◆ Task requirements
Quote exactly, and only, the lines of the material below from the line with "filename src/main.rs" through the line with "use loan_tiers::parser::load_dataset;".

◆ Material shown
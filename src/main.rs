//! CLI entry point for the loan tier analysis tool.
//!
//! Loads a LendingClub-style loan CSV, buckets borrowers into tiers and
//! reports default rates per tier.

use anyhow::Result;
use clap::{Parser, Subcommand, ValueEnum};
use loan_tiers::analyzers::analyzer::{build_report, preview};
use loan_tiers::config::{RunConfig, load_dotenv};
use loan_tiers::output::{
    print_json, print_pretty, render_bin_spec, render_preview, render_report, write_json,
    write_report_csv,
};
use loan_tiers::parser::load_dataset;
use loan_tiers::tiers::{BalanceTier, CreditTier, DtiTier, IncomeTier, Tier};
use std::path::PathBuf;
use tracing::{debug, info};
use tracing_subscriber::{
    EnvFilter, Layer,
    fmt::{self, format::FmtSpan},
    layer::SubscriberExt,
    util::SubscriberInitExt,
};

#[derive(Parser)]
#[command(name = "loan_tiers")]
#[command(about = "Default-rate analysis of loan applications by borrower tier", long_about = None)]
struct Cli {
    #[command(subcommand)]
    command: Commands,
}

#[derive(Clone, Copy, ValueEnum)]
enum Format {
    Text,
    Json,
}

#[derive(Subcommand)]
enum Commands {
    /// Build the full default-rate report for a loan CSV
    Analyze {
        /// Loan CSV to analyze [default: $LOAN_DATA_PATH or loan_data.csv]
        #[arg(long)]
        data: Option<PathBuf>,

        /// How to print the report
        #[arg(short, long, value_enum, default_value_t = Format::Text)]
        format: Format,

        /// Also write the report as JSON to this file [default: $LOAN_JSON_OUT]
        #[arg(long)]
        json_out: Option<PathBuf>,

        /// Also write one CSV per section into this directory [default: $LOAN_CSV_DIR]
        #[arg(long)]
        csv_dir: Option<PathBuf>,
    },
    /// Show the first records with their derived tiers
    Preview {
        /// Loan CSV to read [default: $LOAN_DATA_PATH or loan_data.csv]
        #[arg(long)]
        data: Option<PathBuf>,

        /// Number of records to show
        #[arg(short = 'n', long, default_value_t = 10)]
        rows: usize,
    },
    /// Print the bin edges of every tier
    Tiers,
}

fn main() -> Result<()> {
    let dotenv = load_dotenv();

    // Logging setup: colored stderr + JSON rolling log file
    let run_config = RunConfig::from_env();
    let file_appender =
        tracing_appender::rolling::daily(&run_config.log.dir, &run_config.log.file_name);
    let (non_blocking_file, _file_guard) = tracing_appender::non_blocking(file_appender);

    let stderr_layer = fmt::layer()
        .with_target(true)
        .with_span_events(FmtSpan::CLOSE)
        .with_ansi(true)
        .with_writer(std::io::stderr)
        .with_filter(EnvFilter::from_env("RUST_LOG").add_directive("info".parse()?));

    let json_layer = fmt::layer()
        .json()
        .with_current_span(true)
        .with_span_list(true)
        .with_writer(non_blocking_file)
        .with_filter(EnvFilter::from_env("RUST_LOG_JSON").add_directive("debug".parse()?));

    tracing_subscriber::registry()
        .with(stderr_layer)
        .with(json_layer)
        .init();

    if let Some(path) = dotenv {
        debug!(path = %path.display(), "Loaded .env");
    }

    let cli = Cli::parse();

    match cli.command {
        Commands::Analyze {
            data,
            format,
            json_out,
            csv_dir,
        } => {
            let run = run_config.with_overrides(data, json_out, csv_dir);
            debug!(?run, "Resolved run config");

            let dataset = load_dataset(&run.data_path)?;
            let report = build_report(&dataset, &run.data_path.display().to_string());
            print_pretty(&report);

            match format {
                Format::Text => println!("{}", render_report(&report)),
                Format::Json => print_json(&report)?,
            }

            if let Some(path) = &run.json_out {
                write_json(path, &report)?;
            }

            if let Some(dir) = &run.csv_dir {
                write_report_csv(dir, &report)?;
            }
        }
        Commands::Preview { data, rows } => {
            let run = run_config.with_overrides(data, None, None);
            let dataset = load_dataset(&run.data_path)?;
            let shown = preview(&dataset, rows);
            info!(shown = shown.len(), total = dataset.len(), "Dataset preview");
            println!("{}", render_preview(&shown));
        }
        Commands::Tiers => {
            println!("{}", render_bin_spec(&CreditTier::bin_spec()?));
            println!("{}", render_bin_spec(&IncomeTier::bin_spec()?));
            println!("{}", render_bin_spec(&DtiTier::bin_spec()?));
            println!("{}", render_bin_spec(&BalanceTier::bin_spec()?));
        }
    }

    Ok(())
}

--

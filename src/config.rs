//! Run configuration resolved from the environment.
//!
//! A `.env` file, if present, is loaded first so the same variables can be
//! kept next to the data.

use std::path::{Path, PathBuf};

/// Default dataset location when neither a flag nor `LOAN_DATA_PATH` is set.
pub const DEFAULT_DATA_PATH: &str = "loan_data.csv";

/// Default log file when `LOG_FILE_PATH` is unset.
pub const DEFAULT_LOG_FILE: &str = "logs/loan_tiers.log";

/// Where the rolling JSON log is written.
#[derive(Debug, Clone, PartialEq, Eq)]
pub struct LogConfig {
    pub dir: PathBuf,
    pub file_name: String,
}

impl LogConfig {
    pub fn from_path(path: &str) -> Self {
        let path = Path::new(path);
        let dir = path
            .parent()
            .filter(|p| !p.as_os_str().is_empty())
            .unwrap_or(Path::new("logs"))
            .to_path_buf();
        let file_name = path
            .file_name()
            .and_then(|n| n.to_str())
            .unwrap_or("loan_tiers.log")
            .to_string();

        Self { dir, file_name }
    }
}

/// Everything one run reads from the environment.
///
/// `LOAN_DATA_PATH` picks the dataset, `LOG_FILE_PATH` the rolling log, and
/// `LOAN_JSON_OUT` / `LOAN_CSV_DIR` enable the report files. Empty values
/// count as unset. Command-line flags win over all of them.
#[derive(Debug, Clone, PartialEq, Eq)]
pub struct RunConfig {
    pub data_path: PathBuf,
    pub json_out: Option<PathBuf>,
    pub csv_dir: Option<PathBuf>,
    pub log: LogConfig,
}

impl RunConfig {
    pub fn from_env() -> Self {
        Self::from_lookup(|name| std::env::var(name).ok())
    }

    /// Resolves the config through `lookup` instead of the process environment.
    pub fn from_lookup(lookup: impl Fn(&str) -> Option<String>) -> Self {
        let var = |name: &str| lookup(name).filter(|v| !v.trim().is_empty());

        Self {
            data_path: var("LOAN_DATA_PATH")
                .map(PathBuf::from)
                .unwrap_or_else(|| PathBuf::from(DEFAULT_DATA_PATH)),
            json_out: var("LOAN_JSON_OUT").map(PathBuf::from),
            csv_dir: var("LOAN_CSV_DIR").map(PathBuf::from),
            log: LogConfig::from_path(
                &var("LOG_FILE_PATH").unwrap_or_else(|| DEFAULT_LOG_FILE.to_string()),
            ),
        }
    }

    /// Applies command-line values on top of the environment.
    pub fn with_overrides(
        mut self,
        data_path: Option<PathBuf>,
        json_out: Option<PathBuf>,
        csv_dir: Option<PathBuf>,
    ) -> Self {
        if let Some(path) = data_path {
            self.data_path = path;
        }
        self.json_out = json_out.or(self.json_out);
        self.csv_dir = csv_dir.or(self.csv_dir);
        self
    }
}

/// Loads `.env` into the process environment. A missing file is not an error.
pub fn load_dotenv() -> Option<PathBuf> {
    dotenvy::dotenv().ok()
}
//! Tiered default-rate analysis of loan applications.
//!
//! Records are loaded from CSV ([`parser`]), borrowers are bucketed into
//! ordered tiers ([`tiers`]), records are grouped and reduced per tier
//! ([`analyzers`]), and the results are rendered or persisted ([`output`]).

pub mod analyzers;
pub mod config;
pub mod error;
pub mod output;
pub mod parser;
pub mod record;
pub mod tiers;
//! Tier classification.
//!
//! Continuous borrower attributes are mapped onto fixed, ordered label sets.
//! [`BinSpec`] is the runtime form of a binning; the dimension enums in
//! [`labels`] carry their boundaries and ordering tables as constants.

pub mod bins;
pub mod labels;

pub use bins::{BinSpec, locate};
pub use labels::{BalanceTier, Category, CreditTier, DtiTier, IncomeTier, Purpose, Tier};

...

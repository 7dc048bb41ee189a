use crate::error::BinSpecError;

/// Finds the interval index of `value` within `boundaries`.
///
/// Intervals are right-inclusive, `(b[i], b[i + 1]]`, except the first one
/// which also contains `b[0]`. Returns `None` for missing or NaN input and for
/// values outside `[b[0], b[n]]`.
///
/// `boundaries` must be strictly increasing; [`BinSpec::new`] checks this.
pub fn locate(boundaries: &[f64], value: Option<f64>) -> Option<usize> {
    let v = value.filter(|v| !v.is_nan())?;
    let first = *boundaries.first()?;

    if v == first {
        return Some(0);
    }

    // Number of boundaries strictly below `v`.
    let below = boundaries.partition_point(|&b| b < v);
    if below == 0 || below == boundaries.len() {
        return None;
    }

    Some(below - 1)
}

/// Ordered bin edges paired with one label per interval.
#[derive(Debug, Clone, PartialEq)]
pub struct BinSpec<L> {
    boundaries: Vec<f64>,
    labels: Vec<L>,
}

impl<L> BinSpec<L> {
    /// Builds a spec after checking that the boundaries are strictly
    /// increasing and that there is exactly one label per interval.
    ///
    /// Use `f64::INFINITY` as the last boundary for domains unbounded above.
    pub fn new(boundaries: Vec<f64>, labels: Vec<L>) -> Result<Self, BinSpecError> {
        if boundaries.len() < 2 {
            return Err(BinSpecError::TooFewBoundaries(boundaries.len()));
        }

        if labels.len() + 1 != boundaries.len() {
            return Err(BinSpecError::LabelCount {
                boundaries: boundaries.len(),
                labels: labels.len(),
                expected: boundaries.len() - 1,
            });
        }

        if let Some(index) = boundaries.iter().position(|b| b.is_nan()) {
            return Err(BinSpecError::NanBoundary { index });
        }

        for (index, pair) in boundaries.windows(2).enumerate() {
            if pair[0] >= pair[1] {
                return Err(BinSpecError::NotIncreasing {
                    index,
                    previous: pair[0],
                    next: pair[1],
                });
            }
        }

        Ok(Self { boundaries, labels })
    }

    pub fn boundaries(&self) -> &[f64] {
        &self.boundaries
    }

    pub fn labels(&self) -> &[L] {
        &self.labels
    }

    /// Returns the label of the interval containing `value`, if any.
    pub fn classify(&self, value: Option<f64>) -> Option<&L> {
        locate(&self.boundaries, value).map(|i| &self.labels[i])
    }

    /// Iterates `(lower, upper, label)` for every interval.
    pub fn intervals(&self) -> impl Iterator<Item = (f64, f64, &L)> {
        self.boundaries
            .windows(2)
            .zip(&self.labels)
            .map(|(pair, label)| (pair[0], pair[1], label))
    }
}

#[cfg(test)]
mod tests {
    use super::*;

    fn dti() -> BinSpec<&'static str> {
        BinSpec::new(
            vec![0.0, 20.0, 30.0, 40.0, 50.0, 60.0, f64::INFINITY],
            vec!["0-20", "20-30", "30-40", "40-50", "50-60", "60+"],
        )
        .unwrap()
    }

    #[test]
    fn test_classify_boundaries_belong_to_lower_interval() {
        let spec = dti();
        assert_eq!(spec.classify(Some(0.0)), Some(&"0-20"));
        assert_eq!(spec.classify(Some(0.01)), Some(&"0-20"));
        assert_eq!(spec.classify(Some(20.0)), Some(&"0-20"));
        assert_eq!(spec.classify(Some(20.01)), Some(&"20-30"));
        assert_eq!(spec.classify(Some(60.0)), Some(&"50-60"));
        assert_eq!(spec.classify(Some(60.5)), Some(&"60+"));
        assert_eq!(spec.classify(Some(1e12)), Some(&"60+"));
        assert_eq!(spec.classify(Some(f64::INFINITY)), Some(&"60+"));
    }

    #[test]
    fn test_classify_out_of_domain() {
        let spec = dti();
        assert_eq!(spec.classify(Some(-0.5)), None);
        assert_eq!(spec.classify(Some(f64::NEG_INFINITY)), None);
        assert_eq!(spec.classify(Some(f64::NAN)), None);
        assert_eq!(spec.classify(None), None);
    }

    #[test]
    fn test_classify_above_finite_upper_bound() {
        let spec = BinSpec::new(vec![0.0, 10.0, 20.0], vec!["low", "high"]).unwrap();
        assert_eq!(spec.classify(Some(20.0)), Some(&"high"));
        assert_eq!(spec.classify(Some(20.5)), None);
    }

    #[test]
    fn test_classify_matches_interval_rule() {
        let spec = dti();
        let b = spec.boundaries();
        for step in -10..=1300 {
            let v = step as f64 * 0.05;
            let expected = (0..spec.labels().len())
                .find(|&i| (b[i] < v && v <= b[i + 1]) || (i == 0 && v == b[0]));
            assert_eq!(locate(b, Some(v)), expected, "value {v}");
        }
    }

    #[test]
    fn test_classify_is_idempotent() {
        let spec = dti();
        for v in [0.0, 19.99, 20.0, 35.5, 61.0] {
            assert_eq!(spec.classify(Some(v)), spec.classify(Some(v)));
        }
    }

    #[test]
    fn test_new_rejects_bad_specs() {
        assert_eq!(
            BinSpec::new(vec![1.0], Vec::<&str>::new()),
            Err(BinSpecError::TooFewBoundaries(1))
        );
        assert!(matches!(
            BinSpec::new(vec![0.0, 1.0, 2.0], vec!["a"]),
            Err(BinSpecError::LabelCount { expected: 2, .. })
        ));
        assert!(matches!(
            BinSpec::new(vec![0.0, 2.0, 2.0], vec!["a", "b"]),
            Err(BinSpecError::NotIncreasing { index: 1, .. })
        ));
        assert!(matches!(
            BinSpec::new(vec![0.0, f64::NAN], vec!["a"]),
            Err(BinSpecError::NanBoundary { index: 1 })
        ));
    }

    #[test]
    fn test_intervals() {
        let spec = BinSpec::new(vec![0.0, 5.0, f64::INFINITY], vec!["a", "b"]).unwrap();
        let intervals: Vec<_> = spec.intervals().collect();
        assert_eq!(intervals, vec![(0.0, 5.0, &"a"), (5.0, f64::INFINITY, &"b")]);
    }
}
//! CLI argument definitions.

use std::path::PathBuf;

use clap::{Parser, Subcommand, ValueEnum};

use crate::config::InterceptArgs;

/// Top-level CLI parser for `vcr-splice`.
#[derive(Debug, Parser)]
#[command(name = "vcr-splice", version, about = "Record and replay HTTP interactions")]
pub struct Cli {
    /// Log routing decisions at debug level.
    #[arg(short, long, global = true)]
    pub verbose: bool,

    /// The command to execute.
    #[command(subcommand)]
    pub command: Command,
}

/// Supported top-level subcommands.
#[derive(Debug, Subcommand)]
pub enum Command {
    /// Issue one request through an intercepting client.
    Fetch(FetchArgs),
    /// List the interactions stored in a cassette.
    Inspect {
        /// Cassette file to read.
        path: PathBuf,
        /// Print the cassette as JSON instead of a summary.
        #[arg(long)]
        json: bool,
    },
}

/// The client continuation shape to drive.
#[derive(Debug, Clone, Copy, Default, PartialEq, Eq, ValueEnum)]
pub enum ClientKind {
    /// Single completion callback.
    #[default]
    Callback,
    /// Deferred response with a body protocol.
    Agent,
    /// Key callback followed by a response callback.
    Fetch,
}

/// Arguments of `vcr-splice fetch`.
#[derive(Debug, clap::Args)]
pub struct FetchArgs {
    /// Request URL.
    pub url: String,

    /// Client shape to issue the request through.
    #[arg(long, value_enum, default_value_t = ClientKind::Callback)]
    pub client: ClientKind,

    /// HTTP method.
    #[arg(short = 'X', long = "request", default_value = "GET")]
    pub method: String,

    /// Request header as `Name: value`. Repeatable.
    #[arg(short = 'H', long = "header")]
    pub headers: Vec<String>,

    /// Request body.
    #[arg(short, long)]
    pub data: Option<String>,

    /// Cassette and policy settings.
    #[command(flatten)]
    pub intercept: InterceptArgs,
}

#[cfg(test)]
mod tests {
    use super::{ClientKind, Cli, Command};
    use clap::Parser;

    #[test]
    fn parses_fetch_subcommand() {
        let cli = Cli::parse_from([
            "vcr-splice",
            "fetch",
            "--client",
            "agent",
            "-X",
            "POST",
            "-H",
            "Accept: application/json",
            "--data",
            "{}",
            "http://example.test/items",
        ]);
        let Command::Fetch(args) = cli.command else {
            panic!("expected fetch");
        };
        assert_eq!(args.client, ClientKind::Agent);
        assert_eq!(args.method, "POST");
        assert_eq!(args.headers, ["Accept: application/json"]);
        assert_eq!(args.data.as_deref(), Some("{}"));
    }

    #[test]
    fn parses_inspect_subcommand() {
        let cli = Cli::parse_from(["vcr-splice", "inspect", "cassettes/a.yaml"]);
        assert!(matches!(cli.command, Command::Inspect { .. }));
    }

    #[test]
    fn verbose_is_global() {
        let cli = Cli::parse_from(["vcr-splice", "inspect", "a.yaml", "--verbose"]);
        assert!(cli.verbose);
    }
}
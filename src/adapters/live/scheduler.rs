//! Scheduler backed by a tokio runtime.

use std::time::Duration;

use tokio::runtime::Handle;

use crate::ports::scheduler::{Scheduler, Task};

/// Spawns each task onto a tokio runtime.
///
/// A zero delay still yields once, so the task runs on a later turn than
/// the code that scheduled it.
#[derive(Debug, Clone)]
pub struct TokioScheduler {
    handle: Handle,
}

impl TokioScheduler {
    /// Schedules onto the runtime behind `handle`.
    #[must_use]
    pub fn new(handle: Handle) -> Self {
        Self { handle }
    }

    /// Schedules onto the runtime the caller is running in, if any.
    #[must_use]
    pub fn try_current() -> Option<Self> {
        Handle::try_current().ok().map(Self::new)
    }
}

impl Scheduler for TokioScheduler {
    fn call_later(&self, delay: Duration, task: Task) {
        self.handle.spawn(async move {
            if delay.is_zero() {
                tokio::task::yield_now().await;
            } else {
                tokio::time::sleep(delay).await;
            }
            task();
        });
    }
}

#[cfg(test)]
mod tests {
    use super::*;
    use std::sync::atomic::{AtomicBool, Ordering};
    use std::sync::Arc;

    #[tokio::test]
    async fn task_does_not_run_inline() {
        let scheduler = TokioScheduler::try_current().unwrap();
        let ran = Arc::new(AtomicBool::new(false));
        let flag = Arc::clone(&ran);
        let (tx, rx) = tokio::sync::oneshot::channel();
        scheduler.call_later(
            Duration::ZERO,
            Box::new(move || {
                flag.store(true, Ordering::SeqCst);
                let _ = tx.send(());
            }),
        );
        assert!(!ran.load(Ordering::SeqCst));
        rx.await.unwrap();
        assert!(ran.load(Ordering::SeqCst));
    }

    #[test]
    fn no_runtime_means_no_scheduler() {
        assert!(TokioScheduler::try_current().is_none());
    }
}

◆ Solution
filename src/main.rs
//! CLI entry point for the loan tier analysis tool.
//!
//! Loads a LendingClub-style loan CSV, buckets borrowers into tiers and
//! reports default rates per tier.

use anyhow::Result;
use clap::{Parser, Subcommand, ValueEnum};
use loan_tiers::analyzers::analyzer::{build_report, preview};
use loan_tiers::config::{RunConfig, load_dotenv};
use loan_tiers::output::{
    print_json, print_pretty, render_bin_spec, render_preview, render_report, write_json,
    write_report_csv,
};
use loan_tiers::parser::load_dataset;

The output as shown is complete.